On Wed, Feb 27, 2008 at 06:17:02PM -0800, Nishanth Aravamudan wrote:
> On 28.02.2008 [13:00:34 +1100], David Gibson wrote:
> > On Tue, Feb 26, 2008 at 12:11:56AM -0800, Nishanth Aravamudan wrote:
> > > On 26.02.2008 [16:16:01 +1100], David Gibson wrote:
> > > > On Mon, Feb 25, 2008 at 09:05:42PM -0800, Nishanth Aravamudan wrote:
> > > > > On 26.02.2008 [15:33:55 +1100], David Gibson wrote:
> > > > > > On Mon, Feb 25, 2008 at 08:23:48PM -0800, Nishanth Aravamudan wrote:
> > > > > > > On 15.02.2008 [11:52:39 +1100], David Gibson wrote:
> > > > > > > > On Thu, Feb 14, 2008 at 11:48:42AM -0600, Andrew Hastings wrote:
> > [snip]
> > > > > If we keep trimming disabled, and allow the hugepage heap to jump in
> > > > > the
> > > > > address space (presumably because we're on power and something
> > > > > (/lib/ld-2.4.so for a 32-bit binary seems to be the common case)
> > > > > backed
> > > > > by small pages is in the way of a large mmap() [512M or so]), will
> > > > > that
> > > > > break applications?
> > > >
> > > > Um.. I don't see how the hugepage heap can jump. That's the whole
> > > > point of that else case, if we can't allocate following on from our
> > > > existing heap, we fail the morecore.
> > >
> > > The "if" applied to all of that first sentence. Sorry, I see the source
> > > of the confusion. I am not asking if we can currently violate brk()

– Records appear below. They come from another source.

//! Transport adapter seam
//!
//! The platform BLE stack lives behind this trait: connecting, service
//! discovery, characteristic writes, RSSI reads and unsolicited link
//! events. The session owns the adapter exclusively and awaits each call,
//! so an implementation sees at most one outstanding operation at a time.

use crate::config::ServiceDescriptor;
use async_trait::async_trait;
use thiserror::Error;
use tokio::sync::mpsc;
use uuid::Uuid;

/// Errors reported by a transport adapter
#[derive(Debug, Clone, Error)]
pub enum TransportError {
    #[error("connect failed: {0}")]
    ConnectFailed(String),

    #[error("service or characteristic not found: {0}")]
    NotFound(Uuid),

    #[error("write failed: {0}")]
    WriteFailed(String),

    #[error("read failed: {0}")]
    ReadFailed(String),

    #[error("not connected")]
    NotConnected,
}

/// What the adapter reports about the peripheral it connected to
#[derive(Debug, Clone)]
pub struct PeripheralInfo {
    /// Peripheral identifier
    pub uuid: Uuid,
    /// Advertised device name
    pub name: String,
    /// RSSI observed at connect time, in dBm
    pub rssi: i16,
}

/// Unsolicited events pushed by the adapter after `subscribe`
#[derive(Debug, Clone, PartialEq, Eq)]
pub enum LinkEvent {
    /// A notification payload arrived on the subscribed characteristic
    Notification(Vec<u8>),
    /// The link was lost without a disconnect request
    LinkLost,
}

/// Platform BLE stack seam.
///
/// Implementations wrap a real central (CoreBluetooth, BlueZ, btleplug,
/// ...) and are free to enforce their own timeouts; the core imposes none
/// unless [`crate::ManagerConfig::connect_timeout`] is set.
#[cfg_attr(test, mockall::automock)]
#[async_trait]
pub trait TransportAdapter: Send + Sync {
    /// Establish a link to the peripheral identified by `target`.
    async fn connect(&self, target: Uuid) -> Result<PeripheralInfo, TransportError>;

    /// Resolve the service/characteristic pair on the connected
    /// peripheral. `Ok` means both were found.
    async fn discover(&self, descriptor: &ServiceDescriptor) -> Result<(), TransportError>;

    /// Write one link-sized chunk to the data characteristic and wait for
    /// the platform's completion.
    async fn write_chunk(&self, chunk: &[u8]) -> Result<(), TransportError>;

    /// Read a fresh RSSI value for the current link.
    async fn read_rssi(&self) -> Result<i16, TransportError>;

    /// Tear the link down. Idempotent; errors are not interesting here.
    async fn disconnect(&self);

    /// Negotiated MTU: the maximum payload of one characteristic write.
    /// Only meaningful after `connect` succeeded.
    fn mtu(&self) -> usize;

    /// Channel of unsolicited link events (notifications, link loss).
    /// Closing the channel is treated as link loss.
    fn subscribe(&self) -> mpsc::Receiver<LinkEvent>;
}
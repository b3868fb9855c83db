//! Shared test doubles: a scriptable transport adapter and a delegate
//! that records every callback for order/count assertions.
#![allow(dead_code)]

use async_trait::async_trait;
use btclient_core::{
    ClientDelegate, ClientEvent, LinkEvent, PeripheralHandle, PeripheralInfo, ServiceDescriptor,
    TransportAdapter, TransportError,
};
use parking_lot::Mutex;
use std::sync::atomic::{AtomicBool, AtomicUsize, Ordering};
use std::time::Duration;
use tokio::sync::mpsc;
use uuid::Uuid;

/// Transport adapter with scriptable failures and delays.
pub struct FakeAdapter {
    mtu: usize,
    /// When set, `connect` fails with this message
    pub connect_error: Mutex<Option<String>>,
    /// When set, `connect` sleeps this long before answering
    pub connect_delay: Mutex<Option<Duration>>,
    /// When true, `discover` reports no matching characteristic
    pub discover_error: AtomicBool,
    /// When set, every `write_chunk` sleeps this long before the ack
    pub write_delay: Mutex<Option<Duration>>,
    /// Zero-based write index that fails with a write error
    pub fail_write_at: Mutex<Option<usize>>,
    /// Zero-based write index at which the link drops: the adapter emits
    /// `LinkLost` and the write never completes
    pub drop_link_at_write: Mutex<Option<usize>>,
    /// Successfully acknowledged chunks, in order
    pub writes: Mutex<Vec<Vec<u8>>>,
    /// Set once `disconnect` was called
    pub disconnected: AtomicBool,
    write_count: AtomicUsize,
    rssi_count: AtomicUsize,
    link_tx: Mutex<Option<mpsc::Sender<LinkEvent>>>,
}

impl FakeAdapter {
    pub fn new(mtu: usize) -> Self {
        Self {
            mtu,
            connect_error: Mutex::new(None),
            connect_delay: Mutex::new(None),
            discover_error: AtomicBool::new(false),
            write_delay: Mutex::new(None),
            fail_write_at: Mutex::new(None),
            drop_link_at_write: Mutex::new(None),
            writes: Mutex::new(Vec::new()),
            disconnected: AtomicBool::new(false),
            write_count: AtomicUsize::new(0),
            rssi_count: AtomicUsize::new(0),
            link_tx: Mutex::new(None),
        }
    }

    /// Push an unsolicited link event to the subscribed session.
    pub async fn emit(&self, event: LinkEvent) {
        let tx = self.link_tx.lock().clone();
        if let Some(tx) = tx {
            let _ = tx.send(event).await;
        }
    }

    /// Total `write_chunk` calls, including failed and hung ones.
    pub fn write_attempts(&self) -> usize {
        self.write_count.load(Ordering::SeqCst)
    }

    /// Concatenation of all acknowledged chunks.
    pub fn written_bytes(&self) -> Vec<u8> {
        self.writes.lock().iter().flatten().copied().collect()
    }
}

#[async_trait]
impl TransportAdapter for FakeAdapter {
    async fn connect(&self, target: Uuid) -> Result<PeripheralInfo, TransportError> {
        let delay = *self.connect_delay.lock();
        if let Some(d) = delay {
            tokio::time::sleep(d).await;
        }
        if let Some(msg) = self.connect_error.lock().clone() {
            return Err(TransportError::ConnectFailed(msg));
        }
        Ok(PeripheralInfo {
            uuid: target,
            name: "fake-peripheral".to_string(),
            rssi: -50,
        })
    }

    async fn discover(&self, descriptor: &ServiceDescriptor) -> Result<(), TransportError> {
        if self.discover_error.load(Ordering::SeqCst) {
            return Err(TransportError::NotFound(descriptor.characteristic_uuid));
        }
        Ok(())
    }

    async fn write_chunk(&self, chunk: &[u8]) -> Result<(), TransportError> {
        let index = self.write_count.fetch_add(1, Ordering::SeqCst);
        if *self.drop_link_at_write.lock() == Some(index) {
            self.emit(LinkEvent::LinkLost).await;
            futures::future::pending::<()>().await;
        }
        let delay = *self.write_delay.lock();
        if let Some(d) = delay {
            tokio::time::sleep(d).await;
        }
        if *self.fail_write_at.lock() == Some(index) {
            return Err(TransportError::WriteFailed("injected failure".to_string()));
        }
        self.writes.lock().push(chunk.to_vec());
        Ok(())
    }

    async fn read_rssi(&self) -> Result<i16, TransportError> {
        let n = self.rssi_count.fetch_add(1, Ordering::SeqCst) as i16;
        Ok(-41 - n)
    }

    async fn disconnect(&self) {
        self.disconnected.store(true, Ordering::SeqCst);
    }

    fn mtu(&self) -> usize {
        self.mtu
    }

    fn subscribe(&self) -> mpsc::Receiver<LinkEvent> {
        let (tx, rx) = mpsc::channel(16);
        *self.link_tx.lock() = Some(tx);
        rx
    }
}

/// Delegate that records every callback as a [`ClientEvent`].
#[derive(Default)]
pub struct RecordingDelegate {
    events: Mutex<Vec<ClientEvent>>,
}

impl RecordingDelegate {
    pub fn events(&self) -> Vec<ClientEvent> {
        self.events.lock().clone()
    }

    /// `(payload_len, success)` per send result, in delivery order.
    pub fn send_results(&self) -> Vec<(usize, bool)> {
        self.events()
            .into_iter()
            .filter_map(|e| match e {
                ClientEvent::SendResult { len, success } => Some((len, success)),
                _ => None,
            })
            .collect()
    }

    pub fn rssi_updates(&self) -> Vec<i16> {
        self.events()
            .into_iter()
            .filter_map(|e| match e {
                ClientEvent::RssiUpdated { rssi } => Some(rssi),
                _ => None,
            })
            .collect()
    }

    pub fn connected_count(&self) -> usize {
        self.events()
            .iter()
            .filter(|e| matches!(e, ClientEvent::Connected { .. }))
            .count()
    }

    pub fn disconnected_count(&self) -> usize {
        self.events()
            .iter()
            .filter(|e| matches!(e, ClientEvent::Disconnected { .. }))
            .count()
    }

    pub fn manager_states(&self) -> Vec<bool> {
        self.events()
            .into_iter()
            .filter_map(|e| match e {
                ClientEvent::ManagerStateChanged { active } => Some(active),
                _ => None,
            })
            .collect()
    }

    pub fn received_messages(&self) -> Vec<usize> {
        self.events()
            .into_iter()
            .filter_map(|e| match e {
                ClientEvent::MessageReceived { len } => Some(len),
                _ => None,
            })
            .collect()
    }
}

impl ClientDelegate for RecordingDelegate {
    fn on_manager_state_changed(&self, active: bool) {
        self.events
            .lock()
            .push(ClientEvent::ManagerStateChanged { active });
    }

    fn on_connected(&self, peripheral: &PeripheralHandle) {
        self.events.lock().push(ClientEvent::Connected {
            uuid: peripheral.uuid,
        });
    }

    fn on_disconnected(&self, peripheral: &PeripheralHandle) {
        self.events.lock().push(ClientEvent::Disconnected {
            uuid: peripheral.uuid,
        });
    }

    fn on_rssi_updated(&self, rssi: i16) {
        self.events.lock().push(ClientEvent::RssiUpdated { rssi });
    }

    fn on_send_result(&self, payload: &[u8], success: bool) {
        self.events.lock().push(ClientEvent::SendResult {
            len: payload.len(),
            success,
        });
    }

    fn on_message_received(&self, payload: &[u8]) {
        self.events.lock().push(ClientEvent::MessageReceived {
            len: payload.len(),
        });
    }
}

/// Poll `cond` while letting the (paused) runtime advance virtual time.
pub async fn wait_for(mut cond: impl FnMut() -> bool) {
    for _ in 0..1000 {
        if cond() {
            return;
        }
        tokio::time::sleep(Duration::from_millis(10)).await;
    }
    panic!("condition not met within virtual 10s");
}
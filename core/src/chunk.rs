//! Chunked transfer engine
//!
//! Outbound payloads of arbitrary length are cut into MTU-sized slices
//! and written strictly in order, one in flight at a time. The wire
//! carries no fragment header; chunks are raw payload slices.
//!
//! Inbound notifications are reassembled by [`MessageAssembler`] using
//! short-packet delimiting: a notification shorter than the negotiated
//! MTU terminates the current message, and a message whose length is an
//! exact MTU multiple is terminated by an empty notification.

/// Number of writes needed for `payload_len` bytes at the given MTU.
/// Zero-length payloads need zero writes.
pub fn chunk_count(payload_len: usize, mtu: usize) -> usize {
    if payload_len == 0 || mtu == 0 {
        0
    } else {
        payload_len.div_ceil(mtu)
    }
}

/// One outbound payload and the progress of its chunked writes.
///
/// Exists only while the session is Ready or Transferring; the session
/// resolves it with exactly one result callback, for the whole payload.
#[derive(Debug)]
pub struct OutboundTransfer {
    payload: Vec<u8>,
    offset: usize,
}

impl OutboundTransfer {
    /// Wrap a payload for sequential chunked writes
    pub fn new(payload: Vec<u8>) -> Self {
        Self { payload, offset: 0 }
    }

    /// The whole payload being transferred
    pub fn payload(&self) -> &[u8] {
        &self.payload
    }

    /// Bytes already acknowledged
    pub fn offset(&self) -> usize {
        self.offset
    }

    /// Whether every chunk has been written and acknowledged
    pub fn is_complete(&self) -> bool {
        self.offset >= self.payload.len()
    }

    /// The next chunk to write, at most `mtu` bytes. `None` when the
    /// transfer is complete or the MTU is zero.
    pub fn next_chunk(&self, mtu: usize) -> Option<&[u8]> {
        if mtu == 0 || self.is_complete() {
            return None;
        }
        let end = usize::min(self.offset + mtu, self.payload.len());
        Some(&self.payload[self.offset..end])
    }

    /// Record that the current chunk was acknowledged
    pub fn advance(&mut self, mtu: usize) {
        self.offset = usize::min(self.offset.saturating_add(mtu), self.payload.len());
    }

    /// Writes still needed to finish the transfer
    pub fn remaining_chunks(&self, mtu: usize) -> usize {
        chunk_count(self.payload.len() - self.offset, mtu)
    }
}

/// Reassembles inbound notifications into complete messages.
#[derive(Debug, Default)]
pub struct MessageAssembler {
    mtu: usize,
    buffer: Vec<u8>,
}

impl MessageAssembler {
    /// Create an assembler for the negotiated MTU
    pub fn new(mtu: usize) -> Self {
        Self {
            mtu,
            buffer: Vec::new(),
        }
    }

    /// Feed one notification. Returns the complete message when this
    /// notification terminated one (shorter than the MTU), `None` while
    /// the message is still accumulating. An empty notification on an
    /// empty buffer is ignored.
    pub fn push(&mut self, notification: &[u8]) -> Option<Vec<u8>> {
        self.buffer.extend_from_slice(notification);
        if notification.len() < self.mtu {
            if self.buffer.is_empty() {
                return None;
            }
            return Some(std::mem::take(&mut self.buffer));
        }
        None
    }

    /// Bytes accumulated toward the current message
    pub fn pending(&self) -> usize {
        self.buffer.len()
    }

    /// Drop any partially accumulated message
    pub fn reset(&mut self) {
        self.buffer.clear();
    }
}
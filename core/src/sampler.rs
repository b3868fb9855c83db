//! RSSI sampling schedule
//!
//! Pure bookkeeping for the periodic RSSI refresh: whether sampling is
//! enabled (interval > 0) and whether it is currently resumed. The
//! session owns the actual timer and rebuilds it whenever this schedule
//! reports a change, so a paused sampler never accumulates missed ticks.

use crate::config::DEFAULT_RSSI_INTERVAL;
use std::time::Duration;

/// Tick schedule for the RSSI refresh loop.
///
/// Starts paused; the session resumes it on entering Ready and pauses it
/// on leaving Ready (including for the duration of a transfer).
#[derive(Debug, Clone)]
pub struct RssiSampler {
    interval: Duration,
    paused: bool,
}

impl RssiSampler {
    /// Create a schedule with the given interval, initially paused.
    /// A zero interval disables sampling entirely.
    pub fn new(interval: Duration) -> Self {
        Self {
            interval,
            paused: true,
        }
    }

    /// Current refresh interval
    pub fn interval(&self) -> Duration {
        self.interval
    }

    /// Whether sampling is enabled at all (interval > 0)
    pub fn enabled(&self) -> bool {
        !self.interval.is_zero()
    }

    /// Whether ticks should fire right now
    pub fn active(&self) -> bool {
        self.enabled() && !self.paused
    }

    /// Suspend ticks without touching the interval
    pub fn pause(&mut self) {
        self.paused = true;
    }

    /// Resume ticks; the caller restarts its timer from "now"
    pub fn resume(&mut self) {
        self.paused = false;
    }

    /// Change the interval. Returns true when the caller must rebuild its
    /// timer; the new cadence applies immediately and never retroactively.
    pub fn set_interval(&mut self, interval: Duration) -> bool {
        if self.interval == interval {
            return false;
        }
        self.interval = interval;
        true
    }
}

impl Default for RssiSampler {
    fn default() -> Self {
        Self::new(DEFAULT_RSSI_INTERVAL)
    }
}
//! Delegate trait and event descriptions
//!
//! One handler per manager instance, no multicast. Callbacks are invoked
//! synchronously from the session task in causal order: a disconnect is
//! never delivered before the connect it follows, and every accepted send
//! produces exactly one result callback.

use crate::peripheral::PeripheralHandle;
use std::fmt;
use uuid::Uuid;

/// Observer for manager lifecycle and data events.
///
/// All methods have no-op defaults so implementors pick only what they
/// need. Implementations must not block: callbacks run on the session
/// task, and blocking there stalls the connection it reports on.
pub trait ClientDelegate: Send + Sync {
    /// The manager became active (construction) or shut down.
    fn on_manager_state_changed(&self, _active: bool) {}

    /// A session reached Ready for the first time.
    fn on_connected(&self, _peripheral: &PeripheralHandle) {}

    /// The session for this peripheral ended, whether requested or not.
    fn on_disconnected(&self, _peripheral: &PeripheralHandle) {}

    /// A fresh RSSI sample was read.
    fn on_rssi_updated(&self, _rssi: i16) {}

    /// Final outcome for one `send_data` call, success or failure,
    /// always for the whole payload.
    fn on_send_result(&self, _payload: &[u8], _success: bool) {}

    /// A complete inbound message was reassembled from notifications.
    fn on_message_received(&self, _payload: &[u8]) {}
}

/// Value form of the delegate callbacks, mainly useful for recording and
/// asserting event order in tests.
#[derive(Debug, Clone, PartialEq, Eq)]
pub enum ClientEvent {
    ManagerStateChanged { active: bool },
    Connected { uuid: Uuid },
    Disconnected { uuid: Uuid },
    RssiUpdated { rssi: i16 },
    SendResult { len: usize, success: bool },
    MessageReceived { len: usize },
}

impl fmt::Display for ClientEvent {
    fn fmt(&self, f: &mut fmt::Formatter<'_>) -> fmt::Result {
        match self {
            ClientEvent::ManagerStateChanged { active } => {
                write!(f, "ManagerStateChanged {{ active: {} }}", active)
            }
            ClientEvent::Connected { uuid } => write!(f, "Connected {{ uuid: {} }}", uuid),
            ClientEvent::Disconnected { uuid } => write!(f, "Disconnected {{ uuid: {} }}", uuid),
            ClientEvent::RssiUpdated { rssi } => write!(f, "RssiUpdated {{ rssi: {} }}", rssi),
            ClientEvent::SendResult { len, success } => {
                write!(f, "SendResult {{ len: {}, success: {} }}", len, success)
            }
            ClientEvent::MessageReceived { len } => {
                write!(f, "MessageReceived {{ len: {} }}", len)
            }
        }
    }
}
//! Error types surfaced across the manager facade

use thiserror::Error;

/// Errors reported by the client manager and its session.
///
/// Every failure also surfaces as exactly one delegate event for the
/// originating operation; nothing is thrown past the facade boundary and
/// the core never retries on its own.
#[derive(Debug, Clone, Error, PartialEq, Eq)]
pub enum ClientError {
    #[error("connect failed: {0}")]
    ConnectFailed(String),

    #[error("discovery failed: {0}")]
    DiscoveryFailed(String),

    #[error("write failed: {0}")]
    WriteFailed(String),

    #[error("link lost")]
    LinkLost,

    #[error("invalid state: {0}")]
    InvalidState(String),

    #[error("send queue full")]
    QueueFull,

    #[error("session closed")]
    SessionClosed,
}
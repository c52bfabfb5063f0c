#![cfg_attr(coverage_nightly, feature(coverage_attribute))]

//! Synchronous events that broadcast to any number of observers.
//!
//! An event keeps a set of observers. Invoking the event calls every observer with the same
//! arguments, synchronously on the calling thread, in the order the observers were attached.
//!
//! Attaching an observer returns an [`EventHandle`]. The handle, not the observer itself, is what
//! identifies the attachment when detaching, so two identical observers can be attached and
//! detached independently. Detaching a handle that is not attached (already detached, or issued
//! by a different event) is an error.
//!
//! Both single-threaded and thread-safe variants are available:
//!
//! - [`LocalEvent<A>`] - observers are plain closures, the event cannot leave its thread.
//! - [`Event<A>`] - observers are `Send + Sync` closures, the event can be shared between threads.
//!
//! # Arguments
//!
//! Each event carries one argument type `A`, delivered to every observer as `&A`. Tuples or
//! structs take the place of multiple positional or named arguments.
//!
//! # Failing observers
//!
//! A broadcast stops at the first failing observer and reports that failure to the caller.
//! Observers attached after the failing one are not called by that broadcast.
//!
//! - Observers that return `Result<(), E>` are broadcast to via `try_invoke()`, which returns the
//!   first error.
//! - A panicking observer unwinds out of `invoke()` or `try_invoke()`.
//!
//! In both cases the event remains usable afterwards.
//!
//! # Example
//!
//! ```rust
//! use multicast::LocalEvent;
//!
//! struct Progress {
//!     job: &'static str,
//!     percent: u8,
//! }
//!
//! let event = LocalEvent::<Progress>::new();
//!
//! let console = event.attach(|p| println!("{} is {}% done", p.job, p.percent));
//! let _audit = event.attach(|p| assert!(p.percent <= 100));
//!
//! event.invoke(&Progress { job: "print", percent: 40 });
//!
//! // Stop printing to the console. The audit observer keeps receiving updates.
//! event.detach(console).unwrap();
//! event.invoke(&Progress { job: "print", percent: 80 });
//!
//! // A handle can only be detached once.
//! assert!(event.detach(console).is_err());
//! ```
//!
//! # Logging
//!
//! Attach, detach and broadcast operations emit `tracing` events at `trace` level. Failed
//! detaches and aborted fallible broadcasts are reported at `debug` level. The crate never
//! installs a subscriber.

mod error;
mod handle;
mod local;
mod registry;
mod sync;

pub use error::*;
pub use handle::*;
pub use local::*;
pub(crate) use registry::*;
pub use sync::*;
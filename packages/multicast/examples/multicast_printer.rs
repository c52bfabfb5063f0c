//! Notifies several observers about the progress of a print job.
//!
//! Run with `RUST_LOG=multicast=trace` to see the attach, detach and broadcast log output.

use std::cell::Cell;
use std::rc::Rc;

use multicast::{Event, LocalEvent};
use tracing_subscriber::EnvFilter;

/// Arguments of one progress notification.
#[derive(Debug)]
struct Progress {
    job: &'static str,
    percent: u8,
}

fn main() {
    tracing_subscriber::fmt()
        .with_env_filter(EnvFilter::from_default_env())
        .init();

    local_progress();
    validated_progress();
}

fn local_progress() {
    println!("=== Local event ===");

    let progress = LocalEvent::<Progress>::new();
    let updates_seen = Rc::new(Cell::new(0_u32));

    let console = progress.attach(|p| println!("[console] {} at {}%", p.job, p.percent));

    let _counter = progress.attach({
        let updates_seen = Rc::clone(&updates_seen);
        move |_| updates_seen.set(updates_seen.get() + 1)
    });

    progress.invoke(&Progress {
        job: "bracket.stl",
        percent: 10,
    });
    progress.invoke(&Progress {
        job: "bracket.stl",
        percent: 50,
    });

    // The console is no longer interested. The counter keeps counting.
    progress.detach(console).expect("console observer was attached above");

    progress.invoke(&Progress {
        job: "bracket.stl",
        percent: 100,
    });

    println!("Counter observer saw {} updates", updates_seen.get());

    if let Err(e) = progress.detach(console) {
        println!("Detaching twice is refused: {e}");
    }
}

fn validated_progress() {
    println!("=== Fallible observers ===");

    let progress = Event::<Progress, Result<(), String>>::new();

    progress.attach(|p| {
        if p.percent > 100 {
            Err(format!("{} reported impossible progress {}%", p.job, p.percent))
        } else {
            Ok(())
        }
    });

    progress.attach(|p| {
        println!("[display] {} at {}%", p.job, p.percent);
        Ok(())
    });

    for percent in [90, 140] {
        match progress.try_invoke(&Progress {
            job: "gear.stl",
            percent,
        }) {
            Ok(()) => println!("Update {percent}% delivered to all observers"),
            Err(e) => println!("Broadcast aborted: {e}"),
        }
    }
}
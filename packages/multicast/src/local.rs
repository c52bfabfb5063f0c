//! Single-threaded multi-observer events.

use std::any::type_name;
use std::cell::RefCell;
use std::fmt;
use std::rc::Rc;

use tracing::{debug, trace};

use crate::{Error, EventHandle, EventId, ObserverRegistry};

type LocalObserver<A, R> = Rc<dyn Fn(&A) -> R>;

/// An event that broadcasts to any number of observers on a single thread.
///
/// Observers are closures that receive the broadcast arguments by shared reference. Attaching
/// an observer returns an [`EventHandle`] that is later used to detach it again, so
/// identical-looking observers can be attached and detached independently.
///
/// Invoking the event calls every attached observer synchronously on the calling thread, in the
/// order the observers were attached.
///
/// The type parameter `A` is the argument type of a broadcast. Use a tuple or a struct to pass
/// several values. The type parameter `R` is the return type of the observers:
///
/// * With `R = ()` (the default), broadcast via [`invoke()`][Self::invoke].
/// * With `R = Result<(), E>`, broadcast via [`try_invoke()`][Self::try_invoke], which stops at
///   the first observer that returns an error.
///
/// For an event that can be shared between threads, see [`Event`][crate::Event].
///
/// # Reentrancy
///
/// Each broadcast delivers to a snapshot of the observers taken when the broadcast starts, and no
/// borrow of the event is held while observers run. Observers may therefore attach, detach or
/// broadcast on the same event:
///
/// * Observers attached during a broadcast are first called by the next broadcast.
/// * Observers detached during a broadcast are still called by that broadcast if they had not been
///   reached yet.
///
/// # Example
///
/// ```rust
/// use std::cell::Cell;
/// use std::rc::Rc;
///
/// use multicast::LocalEvent;
///
/// let event = LocalEvent::<u32>::new();
/// let total = Rc::new(Cell::new(0_u32));
///
/// let handle = event.attach({
///     let total = Rc::clone(&total);
///     move |value| total.set(total.get() + *value)
/// });
///
/// event.invoke(&5);
/// event.invoke(&10);
/// assert_eq!(total.get(), 15);
///
/// event.detach(handle).unwrap();
/// event.invoke(&100);
/// assert_eq!(total.get(), 15);
/// ```
pub struct LocalEvent<A, R = ()> {
    registry: RefCell<ObserverRegistry<LocalObserver<A, R>>>,
}

impl<A, R> LocalEvent<A, R> {
    /// Creates an event with no observers.
    #[must_use]
    #[inline]
    pub fn new() -> Self {
        Self {
            registry: RefCell::new(ObserverRegistry::new()),
        }
    }

    /// The identity of this event. Every handle issued by this event carries it.
    #[must_use]
    #[inline]
    pub fn id(&self) -> EventId {
        self.registry.borrow().event_id()
    }

    /// Attaches an observer that will be called by every subsequent broadcast.
    ///
    /// Returns a handle that is unique among all handles ever issued in this process.
    ///
    /// # Panics
    ///
    /// Panics if this event has already issued `u64::MAX` handles.
    pub fn attach<F>(&self, observer: F) -> EventHandle
    where
        F: Fn(&A) -> R + 'static,
    {
        let observer: LocalObserver<A, R> = Rc::new(observer);
        self.registry.borrow_mut().insert(observer)
    }

    /// Detaches the observer identified by `handle`.
    ///
    /// The observer is dropped before this returns, unless a broadcast that is currently in
    /// progress still holds it.
    ///
    /// # Errors
    ///
    /// Returns [`Error::UnknownHandle`] if the handle was issued by a different event or has
    /// already been detached.
    pub fn detach(&self, handle: EventHandle) -> Result<(), Error> {
        let observer = self.registry.borrow_mut().remove(handle)?;

        // Dropping the observer may run arbitrary code, so the borrow must already be released.
        drop(observer);

        Ok(())
    }

    /// Whether `handle` identifies an observer currently attached to this event.
    #[must_use]
    pub fn is_attached(&self, handle: EventHandle) -> bool {
        self.registry.borrow().contains(handle)
    }

    /// Number of attached observers.
    #[must_use]
    pub fn len(&self) -> usize {
        self.registry.borrow().len()
    }

    /// Whether no observers are attached.
    #[must_use]
    pub fn is_empty(&self) -> bool {
        self.len() == 0
    }

    /// Detaches all observers.
    ///
    /// Every previously issued handle becomes unknown to this event. Handles issued afterwards
    /// are still distinct from all earlier ones.
    pub fn clear(&self) {
        let observers = self.registry.borrow_mut().take_all();
        drop(observers);
    }

    fn snapshot(&self) -> Vec<LocalObserver<A, R>> {
        let registry = self.registry.borrow();

        trace!(event = %registry.event_id(), observers = registry.len(), "broadcasting");

        registry.snapshot()
    }
}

> > > semantics. I am asking if we could change the code as I indicate below
> > > and whether a) that would violate brk() semantics and b) whether
> > > violating brk() semantics matters if we don't trim the heap.
> >
> > Ah, right, I think I understand now.
>
> Sorry for all the confusion.
>
> > Um.. a) yes, I think it would violate brk() semantics and b) I'm not
> > sure. I suspect violating brk() semantics won't work though, because
> > I think glibc's allocator will assume it can use everything between
> > the previous morecore value and the new one. And will probably barf
> > if the new value is less than the old, which it could be with this
> > change.
>
> Hrm, I guess I hadn't thought about it that way. I really am curious
> about these semantics. We already have cases where a small page [heap]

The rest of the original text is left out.